There is at least one high-profile case in which Jackson appeared to stretch the law—and was overturned—to frustrate the Trump administration’s efforts to rigorously enforce our nation’s immigration laws.
In Make the Road N.Y. v. McAleenan, immigration advocacy groups brought a pre-enforcement challenge to the Department of Homeland Security secretary’s decision to expand the categories of noncitizens that would be subject to expedited removal from the United States.
Jackson entered a nationwide preliminary injunction to prevent the revised rule from taking effect, concluding that she had jurisdiction to consider the case and that the plaintiffs were likely to succeed on their claim that the agency’s action was arbitrary and capricious and therefore violated the Administrative Procedure Act.

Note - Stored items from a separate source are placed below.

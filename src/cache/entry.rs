//! Cache Entry Module
//!
//! Defines a memoized result together with the time it was computed.

// == Cache Entry ==
/// A memoized result of a cached operation.
#[derive(Debug, Clone, PartialEq)]
pub struct CacheEntry<T> {
    /// The stored result
    pub result: T,
    /// When the computation started (seconds, from the store's clock)
    pub timestamp: u64,
}

impl<T> CacheEntry<T> {
    // == Constructor ==
    pub fn new(result: T, timestamp: u64) -> Self {
        Self { result, timestamp }
    }

    // == Age ==
    /// Seconds elapsed since the entry was written.
    ///
    /// A clock that moved backwards reads as age zero.
    pub fn age(&self, now: u64) -> u64 {
        now.saturating_sub(self.timestamp)
    }

    // == Is Fresh ==
    /// Checks whether the entry may still be served.
    ///
    /// Boundary condition: an entry is stale once its age reaches the TTL, so
    /// a TTL of zero never serves anything.
    pub fn is_fresh(&self, now: u64, ttl_secs: u64) -> bool {
        self.age(now) < ttl_secs
    }
}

In doing so, she wrote that the government’s argument was “peculiar” and “reeks of bad faith, demonstrates contempt for the authority that the Constitution’s Framers have vested in the judicial branch, and, ultimately, deprives successful plaintiffs of the full measure of the remedy to which they are entitled.”
The D.C. Circuit reversed her injunction. The majority opinion, written by fellow Obama appointee Millett, held that while the district court had jurisdiction to consider the matter, Congress had granted the secretary “sole and unreviewable discretion” on expedited removal determinations.
Judge Neomi Rao dissented, arguing that the district court lacked jurisdiction because the Immigration and Nationality Act bars judicial review of the secretary’s discretionary decisions about expedited removal.
In Kiakombua v. Wolf, Jackson ruled in favor of five noncitizens who were subject to expedited removal and against the Trump administration and held that changes made by U.S. Citizenship and Immigration Services, a subagency of the Department of Homeland Security, to its Credible Fear Lesson Plan utilized criteria that had not been prescribed by Congress in the Immigration and Nationality Act. Jackson vacated the revised rule and ordered that the plaintiffs be provided with a new asylum hearing using lawful standards.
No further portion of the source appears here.